While these thoughts were passing through his mind, he was walking into Aix with the speed of a man who has urgent work before him, though that work was nothing more definite or practical than the examination over again of the hotel books to see if there he could find any clew. He turned them over and over in his abstraction, going back without knowing it to distant dates, and roaming over an endless succession of names which conveyed no idea to his mind. He came at last, on the last page, to the name of Arthur Rivers, with a dull sort of surprise. “To be sure, Rivers is here!” he said to himself aloud.

“Yes, to be sure I am here. I have been waiting to see if you would find me out,” Rivers said behind him. John did not give him so cordial a welcome as he had done on the previous night.

“I beg your pardon,” he said. “I have so much on my mind I forget everything. Were you coming out to see my sister? We can walk together. The sun is warm, but not too hot for walking. That’s an advantage of this time of the year.”

“It is perhaps too early for Mrs. Lennox,” Rivers said.

“Oh, no, not too early. The truth is we are in a little confusion. One of the children has been giving us a great deal of anxiety.”

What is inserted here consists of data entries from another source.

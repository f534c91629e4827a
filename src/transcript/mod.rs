//! Transcript materialization.
//!
//! Turns aggregated video records into one plain-text document per video
//! plus a JSON metadata summary of the batch. Formatting only; videos
//! without subtitles are counted and skipped, never treated as errors.

use crate::error::Result;
use crate::scraper::Video;
use chrono::{DateTime, Utc};
use serde::{Deserialize, Serialize};
use std::path::{Path, PathBuf};
use tracing::{debug, info};

const METADATA_FILENAME: &str = "metadata.json";
const MAX_TITLE_LENGTH: usize = 50;

/// Batch summary written next to the transcript documents.
#[derive(Debug, Serialize, Deserialize)]
pub struct BatchMetadata {
    pub total_videos: usize,
    pub transcripts_written: usize,
    pub skipped_no_subtitles: usize,
    pub processed_at: DateTime<Utc>,
    pub videos: Vec<VideoMetadata>,
}

/// Per-video entry in the metadata summary.
#[derive(Debug, Serialize, Deserialize)]
pub struct VideoMetadata {
    pub id: String,
    pub title: String,
    pub url: String,
    pub source: String,
    pub had_transcript: bool,
}

/// Outcome of materializing one batch.
#[derive(Debug, Default)]
pub struct MaterializeSummary {
    /// Paths of the documents written, in input order.
    pub written: Vec<PathBuf>,
    /// Videos skipped because they carried no subtitles.
    pub skipped_no_subtitles: usize,
}

/// Writes transcript documents into a flat output directory.
pub struct TranscriptWriter {
    output_dir: PathBuf,
}

impl TranscriptWriter {
    pub fn new(output_dir: impl Into<PathBuf>) -> Self {
        Self {
            output_dir: output_dir.into(),
        }
    }

    /// Write one document per video that has transcript text.
    pub fn write_all(&self, videos: &[Video]) -> Result<MaterializeSummary> {
        std::fs::create_dir_all(&self.output_dir)?;

        let mut summary = MaterializeSummary::default();

        for video in videos {
            if !video.has_transcript() {
                debug!("No subtitles for '{}', skipping", video.title);
                summary.skipped_no_subtitles += 1;
                continue;
            }

            let path = self.write_one(video)?;
            summary.written.push(path);
        }

        info!(
            "Materialized {} transcript(s), {} video(s) had no subtitles",
            summary.written.len(),
            summary.skipped_no_subtitles
        );
        Ok(summary)
    }

    /// Write a single video's document and return its path.
    pub fn write_one(&self, video: &Video) -> Result<PathBuf> {
        let stem = format!(
            "{}_{}",
            sanitize_filename(&video.title, MAX_TITLE_LENGTH),
            video.id
        );
        let path = self.unique_path(&stem);

        std::fs::write(&path, format_document(video))?;
        debug!("Wrote {}", path.display());
        Ok(path)
    }

    /// Write the batch metadata summary, returning its path.
    pub fn save_metadata(&self, videos: &[Video]) -> Result<PathBuf> {
        std::fs::create_dir_all(&self.output_dir)?;

        let with_transcripts = videos.iter().filter(|v| v.has_transcript()).count();
        let metadata = BatchMetadata {
            total_videos: videos.len(),
            transcripts_written: with_transcripts,
            skipped_no_subtitles: videos.len() - with_transcripts,
            processed_at: Utc::now(),
            videos: videos
                .iter()
                .map(|v| VideoMetadata {
                    id: v.id.clone(),
                    title: v.title.clone(),
                    url: v.url.clone(),
                    source: v.source.clone(),
                    had_transcript: v.has_transcript(),
                })
                .collect(),
        };

        let path = self.output_dir.join(METADATA_FILENAME);
        std::fs::write(&path, serde_json::to_string_pretty(&metadata)?)?;
        info!("Saved metadata to {}", path.display());
        Ok(path)
    }

    /// All transcript documents currently in the output directory, sorted.
    pub fn transcript_files(&self) -> Result<Vec<PathBuf>> {
        if !self.output_dir.exists() {
            return Ok(vec![]);
        }

        let mut files: Vec<PathBuf> = std::fs::read_dir(&self.output_dir)?
            .filter_map(|entry| entry.ok())
            .map(|entry| entry.path())
            .filter(|path| path.extension().and_then(|e| e.to_str()) == Some("txt"))
            .collect();
        files.sort();
        Ok(files)
    }

    pub fn output_dir(&self) -> &Path {
        &self.output_dir
    }

    /// Pick a path for `stem`.txt, appending a numeric suffix on collision.
    fn unique_path(&self, stem: &str) -> PathBuf {
        let candidate = self.output_dir.join(format!("{}.txt", stem));
        if !candidate.exists() {
            return candidate;
        }

        let mut n = 2;
        loop {
            let candidate = self.output_dir.join(format!("{}_{}.txt", stem, n));
            if !candidate.exists() {
                return candidate;
            }
            n += 1;
        }
    }
}

/// Render one video as an upload-ready document.
fn format_document(video: &Video) -> String {
    let transcript = video.subtitles.as_deref().unwrap_or_default();
    format!(
        "# {}\n\n**URL:** {}\n**Date:** {}\n**Views:** {}\n**Duration:** {}\n\n\
         ## Description\n\n{}\n\n## Transcript\n\n{}\n\n---\nVideo ID: {}\n",
        video.title,
        video.url,
        video.date,
        format_views(video.views),
        video.duration,
        video.description,
        transcript,
        video.id,
    )
}

/// Strip filesystem-hostile characters and cap the length.
fn sanitize_filename(title: &str, max_length: usize) -> String {
    title
        .chars()
        .filter(|c| !matches!(c, '<' | '>' | ':' | '"' | '/' | '\\' | '|' | '?' | '*'))
        .map(|c| if c == ' ' { '_' } else { c })
        .take(max_length)
        .collect()
}

/// Format a count with thousands separators.
fn format_views(views: u64) -> String {
    let digits = views.to_string();
    let mut out = String::with_capacity(digits.len() + digits.len() / 3);
    for (i, c) in digits.chars().enumerate() {
        if i > 0 && (digits.len() - i) % 3 == 0 {
            out.push(',');
        }
        out.push(c);
    }
    out
}

#[cfg(test)]
mod tests {
    use super::*;

    fn video(id: &str, title: &str, subtitles: Option<&str>) -> Video {
        Video {
            id: id.to_string(),
            title: title.to_string(),
            url: format!("https://www.youtube.com/watch?v={}", id),
            description: "About things.".to_string(),
            date: "2024-03-01".to_string(),
            views: 1234567,
            duration: "10:05".to_string(),
            subtitles: subtitles.map(str::to_string),
            source: "https://www.youtube.com/@Chan".to_string(),
        }
    }

    #[test]
    fn test_format_document() {
        let doc = format_document(&video("abc", "My Video", Some("hello world")));
        let expected = "# My Video\n\n\
                        **URL:** https://www.youtube.com/watch?v=abc\n\
                        **Date:** 2024-03-01\n\
                        **Views:** 1,234,567\n\
                        **Duration:** 10:05\n\n\
                        ## Description\n\nAbout things.\n\n\
                        ## Transcript\n\nhello world\n\n\
                        ---\nVideo ID: abc\n";
        assert_eq!(doc, expected);
    }

    #[test]
    fn test_sanitize_filename() {
        assert_eq!(
            sanitize_filename("What? A <Great> Video: part 2", 50),
            "What_A_Great_Video_part_2"
        );
        let long = "x".repeat(80);
        assert_eq!(sanitize_filename(&long, 50).len(), 50);
    }

    #[test]
    fn test_format_views() {
        assert_eq!(format_views(0), "0");
        assert_eq!(format_views(999), "999");
        assert_eq!(format_views(1000), "1,000");
        assert_eq!(format_views(1234567), "1,234,567");
    }

    #[test]
    fn test_write_all_skips_videos_without_subtitles() {
        let dir = tempfile::tempdir().unwrap();
        let writer = TranscriptWriter::new(dir.path());

        let videos = vec![
            video("aaa", "First", Some("transcript text")),
            video("bbb", "Second", None),
            video("ccc", "Third", Some("   ")),
        ];

        let summary = writer.write_all(&videos).unwrap();
        assert_eq!(summary.written.len(), 1);
        assert_eq!(summary.skipped_no_subtitles, 2);
        assert!(dir.path().join("First_aaa.txt").exists());
        assert!(!dir.path().join("Second_bbb.txt").exists());
    }

    #[test]
    fn test_collision_gets_numeric_suffix() {
        let dir = tempfile::tempdir().unwrap();
        let writer = TranscriptWriter::new(dir.path());

        let first = writer.write_one(&video("", "Same Title", Some("one"))).unwrap();
        let second = writer.write_one(&video("", "Same Title", Some("two"))).unwrap();

        assert_ne!(first, second);
        assert!(first.ends_with("Same_Title_.txt"));
        assert!(second.ends_with("Same_Title__2.txt"));
    }

    #[test]
    fn test_metadata_counts_and_entries() {
        let dir = tempfile::tempdir().unwrap();
        let writer = TranscriptWriter::new(dir.path());

        let videos = vec![
            video("aaa", "First", Some("text")),
            video("bbb", "Second", None),
        ];
        let path = writer.save_metadata(&videos).unwrap();

        let raw = std::fs::read_to_string(path).unwrap();
        let metadata: BatchMetadata = serde_json::from_str(&raw).unwrap();
        assert_eq!(metadata.total_videos, 2);
        assert_eq!(metadata.transcripts_written, 1);
        assert_eq!(metadata.skipped_no_subtitles, 1);
        assert_eq!(metadata.videos[0].id, "aaa");
        assert!(metadata.videos[0].had_transcript);
        assert!(!metadata.videos[1].had_transcript);
    }

    #[test]
    fn test_transcript_files_lists_only_txt() {
        let dir = tempfile::tempdir().unwrap();
        let writer = TranscriptWriter::new(dir.path());

        writer.write_all(&[video("aaa", "First", Some("text"))]).unwrap();
        writer.save_metadata(&[]).unwrap();

        let files = writer.transcript_files().unwrap();
        assert_eq!(files.len(), 1);
        assert!(files[0].ends_with("First_aaa.txt"));
    }
}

“Then, perhaps,” said Rivers, with desperate politeness, “it will be better for me not to go.” He felt within himself, though he was so civil, a sort of brutal indifference to their insignificant distresses, which were nothing in comparison with his own. To come so far in order to eat his breakfast under the dusty trees, and dine at the table d’hôte in a half-empty hotel at Aix, seemed to him so great an injustice and scorn in the midst of his fame and importance that even the discovery he had made, though it could not but tell in the situation, passed from his mind in the heat of offended consequence and pride.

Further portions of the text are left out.